Tomdispatch: Alfred McCoy on How Not to Ban Torture in Congress

Alfred McCoy, an expert on the CIA and its history of torture, has some actual news -- the sort that's been sitting unnoticed right in front of our collective, reportorial eyes. Last year's clash between John McCain and the Bush administration over the senator's successful attempt to attach a ban on torture and other abusive interrogation techniques to the Defense Appropriations Bill was heavily reported. After all, it was a heroic tale of a man -- himself tortured pitilessly earlier in his life -- who held off the powers-that-be, rejected their attempts to amend his ban, and finally triumphed by a handy margin in Congress. The ban, now in place, is the law. End of story. Only one problem, reality turns out to lurk in the fine print -– and the McCain amendment has some striking fine print that mainstream reporters failed to attend to; in fact, McCoy tells us, it has a loophole big enough to absolve torturers of their acts and, in combination with an amendment by Senator Lindsey Graham, drive testimony obtained by torture directly into our courts. I would call that news.

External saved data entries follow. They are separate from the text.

use crate::{
    common, read,
    store::{Item, ItemKey, ItemStore, Precondition, ScanPage, StoreError},
    write,
};

use async_trait::async_trait;
use aws_sdk_dynamodb::{
    Client,
    error::{self, ProvideErrorMetadata},
    operation, types,
};

const VALIDATION_EXCEPTION: &str = "ValidationException";

/// Store backed by a DynamoDB table.
///
/// The client is injected at construction and shared by every request.
///
/// ```rust,no_run
/// use aws_sdk_dynamodb::Client;
/// use dynamodb_item_patch::store::dynamodb::DynamoDbStore;
///
/// # fn example(client: Client) {
/// let store = DynamoDbStore::new(client, "items");
/// # }
/// ```
#[derive(Clone, Debug)]
pub struct DynamoDbStore {
    client: Client,
    consistent_read: Option<bool>,
    page_size: Option<i32>,
    table_name: String,
}

impl DynamoDbStore {
    /// Build a store over `table_name`.
    pub fn new(client: Client, table_name: impl Into<String>) -> Self {
        Self {
            client,
            consistent_read: None,
            page_size: None,
            table_name: table_name.into(),
        }
    }

    /// Use strongly consistent reads for gets and scans.
    pub fn with_consistent_read(mut self, consistent_read: bool) -> Self {
        self.consistent_read = Some(consistent_read);
        self
    }

    /// Evaluate at most `page_size` items per scan request.
    pub fn with_page_size(mut self, page_size: i32) -> Self {
        self.page_size = Some(page_size.max(1));
        self
    }

    /// The table this store reads and writes.
    pub fn table_name(&self) -> &str {
        &self.table_name
    }

    fn scan_request(&self, exclusive_start_key: Option<Item>) -> read::scan::Scan {
        read::scan::Scan {
            consistent_read: self.consistent_read,
            exclusive_start_key,
            limit: self.page_size,
            table_name: self.table_name.clone(),
        }
    }

    fn write_args(&self) -> write::common::WriteArgs {
        write::common::WriteArgs {
            table_name: self.table_name.clone(),
            ..Default::default()
        }
    }
}

#[async_trait]
impl ItemStore for DynamoDbStore {
    #[cfg_attr(
        feature = "tracing",
        tracing::instrument(name = "dynamodb_item_patch.scan", skip_all, err)
    )]
    async fn scan(&self, exclusive_start_key: Option<Item>) -> Result<ScanPage, StoreError> {
        let output = self
            .scan_request(exclusive_start_key)
            .send(&self.client)
            .await
            .map_err(|error| store_error(error, rejection))?;
        let page = ScanPage {
            items: output.items.unwrap_or_default(),
            last_evaluated_key: output.last_evaluated_key.filter(|key| !key.is_empty()),
        };
        Ok(page)
    }

    #[cfg_attr(
        feature = "tracing",
        tracing::instrument(name = "dynamodb_item_patch.get_item", skip(self), err)
    )]
    async fn get_item(&self, key: ItemKey) -> Result<Option<Item>, StoreError> {
        let get_item = read::get_item::GetItem {
            consistent_read: self.consistent_read,
            key,
            table_name: self.table_name.clone(),
        };
        let output = get_item
            .send(&self.client)
            .await
            .map_err(|error| store_error(error, rejection))?;
        Ok(output.item)
    }

    #[cfg_attr(
        feature = "tracing",
        tracing::instrument(name = "dynamodb_item_patch.put_item", skip_all, err)
    )]
    async fn put_item(&self, item: Item) -> Result<(), StoreError> {
        let put_item = write::put_item::PutItem {
            item,
            write_args: self.write_args(),
        };
        put_item
            .send(&self.client)
            .await
            .map_err(|error| store_error(error, rejection))?;
        Ok(())
    }

    #[cfg_attr(
        feature = "tracing",
        tracing::instrument(name = "dynamodb_item_patch.update_item", skip(self, update), err)
    )]
    async fn update_item(
        &self,
        key: ItemKey,
        update: common::CompiledUpdate,
        precondition: Precondition,
    ) -> Result<Item, StoreError> {
        let condition = match precondition {
            Precondition::None => None,
            Precondition::ItemExists => Some(common::condition::AttributeExists {
                name: key.name.clone(),
            }),
        };
        let update_item = write::update_item::UpdateItem {
            key,
            update,
            write_args: write::common::WriteArgs {
                condition,
                return_values: Some(types::ReturnValue::AllNew),
                ..self.write_args()
            },
        };
        let output = update_item
            .send(&self.client)
            .await
            .map_err(|error| store_error(error, update_rejection))?;
        Ok(output.attributes.unwrap_or_default())
    }

    #[cfg_attr(
        feature = "tracing",
        tracing::instrument(name = "dynamodb_item_patch.delete_item", skip(self), err)
    )]
    async fn delete_item(&self, key: ItemKey) -> Result<(), StoreError> {
        let delete_item = write::delete_item::DeleteItem {
            key,
            write_args: self.write_args(),
        };
        delete_item
            .send(&self.client)
            .await
            .map_err(|error| store_error(error, rejection))?;
        Ok(())
    }
}

/// The store error for a request DynamoDB refused as malformed, if `error` is one.
fn rejection<E: ProvideErrorMetadata>(error: &E) -> Option<StoreError> {
    if error.code() != Some(VALIDATION_EXCEPTION) {
        return None;
    }
    let message = error.message().unwrap_or(VALIDATION_EXCEPTION);
    Some(StoreError::Validation(message.to_string()))
}

fn update_rejection(error: &operation::update_item::UpdateItemError) -> Option<StoreError> {
    match error {
        operation::update_item::UpdateItemError::ConditionalCheckFailedException(_) => {
            Some(StoreError::ConditionFailed)
        }
        error => rejection(error),
    }
}

fn store_error<E>(
    error: error::SdkError<E>,
    classify: impl FnOnce(&E) -> Option<StoreError>,
) -> StoreError
where
    E: std::error::Error + Send + Sync + 'static,
{
    match error.as_service_error().and_then(classify) {
        Some(store_error) => store_error,
        None => StoreError::service(error),
    }
}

While the torture debate is somewhat in abeyance in the United States right now, it continues in Europe. There, a major scandal brews over the ways in which Eastern European countries were used as CIA secret prison sites, European citizens and others were kidnapped from European soil, and CIA "extraordinary rendition" flights used European air space and airports. All this, by the way, seems to have happened with the support of various European intelligence services which, by the evidence, may work as much for the Bush administration as for their own governments.

The Council of Europe has deputized Swiss prosecutor Dick Marty to conduct an extensive investigation of both alleged CIA "black" sites and Agency rendition flights. His preliminary report to the Council on January 22 concluded, albeit tentatively, that six Agency aircraft had, since 2001, made 800 rendition flights -- a level of covert activity far beyond anything reported in the U.S. press. Marty is under significant pressure to get to the bottom of this scandal, which may end up producing more torture headlines on both sides of the Atlantic. Moreover, various American media outlets continue to investigate the torture story, insuring occasional bombshells like ABC TV's sensational November 18 story detailing CIA "waterboarding" techniques and its December 5 exposé of the locations of secret CIA prisons in Poland and Romania.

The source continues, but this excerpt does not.